## RECORDS TO PROCESS
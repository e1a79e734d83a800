//! Audio buffers and the file loader
//!
//! The pipeline itself only ever sees an [`AudioBuffer`]. [`load_file`] is the
//! thin loader used by the binary: it decodes anything symphonia can probe
//! (MP3, FLAC, WAV, OGG, AAC), downmixes to mono and optionally resamples to
//! the analysis rate.

use crate::dsp::resample;
use crate::error::{AnalysisError, Result};
use std::fs::File;
use std::path::Path;
use symphonia::core::audio::SampleBuffer;
use symphonia::core::codecs::DecoderOptions;
use symphonia::core::formats::FormatOptions;
use symphonia::core::io::MediaSourceStream;
use symphonia::core::meta::MetadataOptions;
use symphonia::core::probe::Hint;

/// Rate the detector heuristics were calibrated at
pub const DEFAULT_ANALYSIS_RATE: u32 = 22050;

/// Decoded mono audio, borrowed read-only by every stage of the pipeline
#[derive(Debug, Clone, PartialEq)]
pub struct AudioBuffer {
    /// Mono samples, nominally in [-1.0, 1.0]
    pub samples: Vec<f64>,
    /// Sample rate in Hz
    pub sample_rate: u32,
}

impl AudioBuffer {
    pub fn new(samples: Vec<f64>, sample_rate: u32) -> Self {
        Self {
            samples,
            sample_rate,
        }
    }

    /// Build a buffer from `f32` samples (the usual decoder output)
    pub fn from_f32(samples: &[f32], sample_rate: u32) -> Self {
        Self::new(samples.iter().map(|&s| s as f64).collect(), sample_rate)
    }

    pub fn len(&self) -> usize {
        self.samples.len()
    }

    pub fn is_empty(&self) -> bool {
        self.samples.is_empty()
    }

    /// Duration in seconds (0.0 for a zero sample rate)
    pub fn duration_secs(&self) -> f64 {
        if self.sample_rate == 0 {
            return 0.0;
        }
        self.samples.len() as f64 / self.sample_rate as f64
    }

    /// Band-limited resample to `target_rate`, returning a new buffer
    pub fn resampled(&self, target_rate: u32) -> Result<AudioBuffer> {
        if target_rate == 0 || target_rate == self.sample_rate || self.sample_rate == 0 {
            return Ok(self.clone());
        }
        Ok(AudioBuffer::new(
            resample(&self.samples, self.sample_rate, target_rate)?,
            target_rate,
        ))
    }
}

/// Decode an audio file into a mono buffer
///
/// `target_rate` of `None` keeps the file's native sample rate.
pub fn load_file<P: AsRef<Path>>(path: P, target_rate: Option<u32>) -> Result<AudioBuffer> {
    let path = path.as_ref();
    let file = File::open(path)?;
    let mss = MediaSourceStream::new(Box::new(file), Default::default());

    let mut hint = Hint::new();
    if let Some(ext) = path.extension().and_then(|e| e.to_str()) {
        hint.with_extension(ext);
    }

    let format_opts = FormatOptions::default();
    let metadata_opts = MetadataOptions::default();
    let decoder_opts = DecoderOptions::default();

    let probed = symphonia::default::get_probe()
        .format(&hint, mss, &format_opts, &metadata_opts)
        .map_err(|e| AnalysisError::decode(path, e.to_string()))?;

    let mut format = probed.format;
    let track = format
        .default_track()
        .ok_or_else(|| AnalysisError::decode(path, "no default audio track"))?;
    let track_id = track.id;
    let sample_rate = track
        .codec_params
        .sample_rate
        .ok_or_else(|| AnalysisError::decode(path, "unknown sample rate"))?;

    let mut decoder = symphonia::default::get_codecs()
        .make(&track.codec_params, &decoder_opts)
        .map_err(|e| AnalysisError::decode(path, e.to_string()))?;

    let mut samples = Vec::new();
    let mut sample_buf: Option<SampleBuffer<f32>> = None;
    let mut skipped_packets = 0usize;

    loop {
        let packet = match format.next_packet() {
            Ok(p) => p,
            Err(_) => break,
        };

        if packet.track_id() != track_id {
            continue;
        }

        let decoded = match decoder.decode(&packet) {
            Ok(d) => d,
            Err(_) => {
                skipped_packets += 1;
                continue;
            }
        };

        let needs_buffer = sample_buf
            .as_ref()
            .map(|buf| buf.capacity() < decoded.capacity() * decoded.spec().channels.count())
            .unwrap_or(true);
        if needs_buffer {
            let spec = *decoded.spec();
            let duration = decoded.capacity() as u64;
            sample_buf = Some(SampleBuffer::new(duration, spec));
        }

        if let Some(ref mut buf) = sample_buf {
            let channel_count = decoded.spec().channels.count().max(1);
            buf.copy_interleaved_ref(decoded);

            for chunk in buf.samples().chunks(channel_count) {
                let mono: f64 =
                    chunk.iter().map(|&s| s as f64).sum::<f64>() / channel_count as f64;
                samples.push(mono);
            }
        }
    }

    if skipped_packets > 0 {
        log::warn!(
            "{}: skipped {} undecodable packet(s)",
            path.display(),
            skipped_packets
        );
    }

    if samples.is_empty() {
        return Err(AnalysisError::decode(path, "no audio samples decoded"));
    }

    log::debug!(
        "Decoded {}: {} samples at {} Hz",
        path.display(),
        samples.len(),
        sample_rate
    );

    let buffer = AudioBuffer::new(samples, sample_rate);
    Ok(match target_rate {
        Some(rate) => buffer.resampled(rate)?,
        None => buffer,
    })
}
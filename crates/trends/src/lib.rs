//! Change and trend analyses of yearly series.
//!
//! This crate handles:
//! - Relative and absolute change against a lookback or fixed baseline
//! - Ordinary least-squares line fits
//! - Piecewise linear regression with breakpoint search
//! - The Mann-Kendall trend test with Sen's slope
//! - Group-parallel execution and merging of both analyses

pub mod change;
pub mod engine;
pub mod mann_kendall;
pub mod regression;
pub mod segmented;

pub use change::{ChangeWindow, CHANGE_COLUMNS};
pub use engine::{merge_analysis, SeriesSpec, TrendEngine, SEGMENTED_COLUMNS};
pub use mann_kendall::{original_test, sens_slope, MannKendall, Trend};
pub use regression::{linregress, LinearFit};
pub use segmented::{fit_series, search_breakpoints, ObjectiveCache, SeriesFit};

## EXERCISE DESCRIPTION
From the first line of the listing above to the line with "use symphonia::core::audio::SampleBuffer;", please transcribe each line exactly, both ends included, and nothing beyond that.

## WRITTEN REPLY
repository e1a79e734d83a800
//! Audio buffers and the file loader
//!
//! The pipeline itself only ever sees an [`AudioBuffer`]. [`load_file`] is the
//! thin loader used by the binary: it decodes anything symphonia can probe
//! (MP3, FLAC, WAV, OGG, AAC), downmixes to mono and optionally resamples to
//! the analysis rate.

use crate::dsp::resample;
use crate::error::{AnalysisError, Result};
use std::fs::File;
use std::path::Path;
use symphonia::core::audio::SampleBuffer;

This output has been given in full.